Ahoy! Automation Overboard: The Unintended Dangers of Automating Recruiting

As many facets of daily life have become automated (think banking, shopping, prescription refills, etc.), so has recruiting.

Online job applications, job boards, and vendor management systems have become the norm. Can you imagine acquiring your greatest asset (your employee) without ever having had human contact with them? In effect, these systems are designed to do just that.

But all of this efficiency and automation is not without consequences.

Too Many CVs

Today, an online posting can reach far more potential candidates than the newspaper classified ads of the past.

This is a double-edged sword. Hiring managers say they regularly receive 200 – 300 CVs for a single position from an online job posting. But quantity does not equal quality. Many of these candidates will not have the proper experience, cultural fit, or qualifications needed.

Unclear Job Descriptions, Unqualified Candidates

Job descriptions for similar roles across different companies vary wildly. You’re likely to find companies are seeking different desired skills and years of experience for what appear to be nearly identical jobs.

Then factor that each company (and even departments within a company) has a unique corporate culture, and you’ll discover it is tricky to find the perfect candidate based on a job description alone.

Where Job Descriptions Go Wrong

Many job descriptions either fail to zero in on the three to five must-have skills or are too generic. Some are a wish-list that set a bar so high no one person could reach it. A clear, precise description will help job seekers better evaluate if the position is a match for their skill sets and career goals.

Lack of Access Wastes Time

Many companies using automated vendor management systems prohibit any contact

between hiring managers and recruiters. As a result, hiring managers in companies with restricted access will spend more time reviewing the CVs of or interviewing unqualified applicants.

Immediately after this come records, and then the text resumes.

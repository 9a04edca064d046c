// realtime-client/src/message/mod.rs
// 消息模块 - 传输配置、重连策略和错误类型

pub mod memory;
pub mod transport;

pub use memory::{MemoryConnector, MemoryPeer, MemoryServer, PendingConnection};
pub use shared::realtime::{DisconnectReason, Frame};
pub use transport::{Connection, Connector, WsConnector};

use std::time::Duration;
use thiserror::Error;

/// Transport-level failure.
///
/// Always transient from the session manager's point of view: it is retried
/// per [`ReconnectPolicy`] and only reported to observers.
#[derive(Debug, Clone, PartialEq, Eq, Error)]
pub enum TransportError {
    #[error("Connection failed: {0}")]
    Unreachable(String),

    #[error("Connect timed out after {0:?}")]
    Timeout(Duration),

    #[error("Connection closed: {0}")]
    Closed(DisconnectReason),

    #[error("Protocol error: {0}")]
    Protocol(String),

    #[error("Codec error: {0}")]
    Codec(String),
}

impl From<serde_json::Error> for TransportError {
    fn from(e: serde_json::Error) -> Self {
        TransportError::Codec(e.to_string())
    }
}

/// 重连间隔形状
#[derive(Debug, Clone, Copy, PartialEq, Eq)]
pub enum Backoff {
    /// Same delay before every attempt
    Fixed(Duration),
    /// Doubling delay, capped at `max`
    Exponential { initial: Duration, max: Duration },
}

/// 重连策略
///
/// `max_attempts = None` retries until the session is torn down.
#[derive(Debug, Clone, PartialEq, Eq)]
pub struct ReconnectPolicy {
    pub backoff: Backoff,
    pub max_attempts: Option<u32>,
}

impl Default for ReconnectPolicy {
    /// Unbounded retries, one second apart
    fn default() -> Self {
        Self {
            backoff: Backoff::Fixed(Duration::from_secs(1)),
            max_attempts: None,
        }
    }
}

impl ReconnectPolicy {
    /// 局域网配置: 500ms 起步, 最长 10 秒退避
    pub fn lan() -> Self {
        Self::exponential(Duration::from_millis(500), Duration::from_secs(10))
    }

    /// 广域网/移动网络配置: 1 秒起步, 最长 60 秒退避
    pub fn wan() -> Self {
        Self::exponential(Duration::from_secs(1), Duration::from_secs(60))
    }

    pub fn fixed(delay: Duration) -> Self {
        Self {
            backoff: Backoff::Fixed(delay),
            max_attempts: None,
        }
    }

    pub fn exponential(initial: Duration, max: Duration) -> Self {
        Self {
            backoff: Backoff::Exponential { initial, max },
            max_attempts: None,
        }
    }

    /// 设置最大重连尝试次数
    pub fn with_max_attempts(mut self, attempts: u32) -> Self {
        self.max_attempts = Some(attempts);
        self
    }

    /// 无限重试
    pub fn unbounded(mut self) -> Self {
        self.max_attempts = None;
        self
    }

    pub fn is_unbounded(&self) -> bool {
        self.max_attempts.is_none()
    }

    /// Delay before reconnect attempt `attempt` (1-based), or `None` once the
    /// budget is spent.
    pub fn next_delay(&self, attempt: u32) -> Option<Duration> {
        if let Some(max) = self.max_attempts
            && attempt > max
        {
            return None;
        }

        let delay = match self.backoff {
            Backoff::Fixed(delay) => delay,
            Backoff::Exponential { initial, max } => {
                let factor = 2u32.saturating_pow(attempt.saturating_sub(1));
                initial.saturating_mul(factor).min(max)
            }
        };
        Some(delay)
    }
}

/// 传输配置
#[derive(Debug, Clone)]
pub struct TransportOptions {
    /// Upper bound for one connection attempt, including the upgrade
    pub connect_timeout: Duration,
    /// 心跳间隔 (0 表示禁用)
    pub heartbeat_interval: Duration,
    /// 心跳超时 (超过 interval + timeout 未收到任何数据则认为断连)
    pub heartbeat_timeout: Duration,
}

impl Default for TransportOptions {
    fn default() -> Self {
        Self {
            connect_timeout: Duration::from_secs(20),
            heartbeat_interval: Duration::from_secs(25),
            heartbeat_timeout: Duration::from_secs(20),
        }
    }
}

impl TransportOptions {
    pub fn with_connect_timeout(mut self, timeout: Duration) -> Self {
        self.connect_timeout = timeout;
        self
    }

    /// 设置心跳间隔 (0 表示禁用)
    pub fn with_heartbeat_interval(mut self, interval: Duration) -> Self {
        self.heartbeat_interval = interval;
        self
    }

    pub fn with_heartbeat_timeout(mut self, timeout: Duration) -> Self {
        self.heartbeat_timeout = timeout;
        self
    }

    pub fn heartbeat_enabled(&self) -> bool {
        !self.heartbeat_interval.is_zero()
    }
}

#[cfg(test)]
mod tests {
    use super::*;

    #[test]
    fn test_default_policy_never_gives_up() {
        let policy = ReconnectPolicy::default();
        assert!(policy.is_unbounded());
        assert_eq!(policy.next_delay(1), Some(Duration::from_secs(1)));
        assert_eq!(policy.next_delay(10_000), Some(Duration::from_secs(1)));
    }

    #[test]
    fn test_bounded_policy() {
        let policy = ReconnectPolicy::fixed(Duration::from_millis(50)).with_max_attempts(3);
        assert_eq!(policy.next_delay(3), Some(Duration::from_millis(50)));
        assert_eq!(policy.next_delay(4), None);
    }

    #[test]
    fn test_exponential_backoff_caps() {
        let policy = ReconnectPolicy::exponential(Duration::from_millis(100), Duration::from_secs(1));
        assert_eq!(policy.next_delay(1), Some(Duration::from_millis(100)));
        assert_eq!(policy.next_delay(2), Some(Duration::from_millis(200)));
        assert_eq!(policy.next_delay(4), Some(Duration::from_millis(800)));
        assert_eq!(policy.next_delay(5), Some(Duration::from_secs(1)));
        assert_eq!(policy.next_delay(64), Some(Duration::from_secs(1)));
    }

    #[test]
    fn test_transport_options_builder() {
        let options = TransportOptions::default()
            .with_connect_timeout(Duration::from_secs(3))
            .with_heartbeat_interval(Duration::ZERO);
        assert_eq!(options.connect_timeout, Duration::from_secs(3));
        assert!(!options.heartbeat_enabled());
    }
}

Not Following Through With Candidates

With hundreds of CVs received for each opening, most companies can’t or don’t follow-up with every single applicant anymore — some don’t even acknowledge that the application was received.  

If your company fails to follow-up, it could damage your brand. In the days of social media, individuals no longer tell nine people about a bad experience — they tell 900!

Fortunately, the pendulum seems to be swinging back. I’ve talked with many companies who implemented an automated system with the belief it would solve all their problems, create a fair playing field, and increase efficiency. They later realised it lowered the program’s quality and have made changes to improve the candidate, hiring manager, and recruiter experience.

Recommendation

There is no question that vendor management tools provide valuable visibility and increased efficiency — to a degree. Companies can now understand their spending habits, compliance adherence, and what percentage of applicants are within acceptable rate ranges.

However, it is important to recognise that recruiting is an imperfect science and that restricting human contact can have unintended impacts on efficiency and hiring manager satisfaction.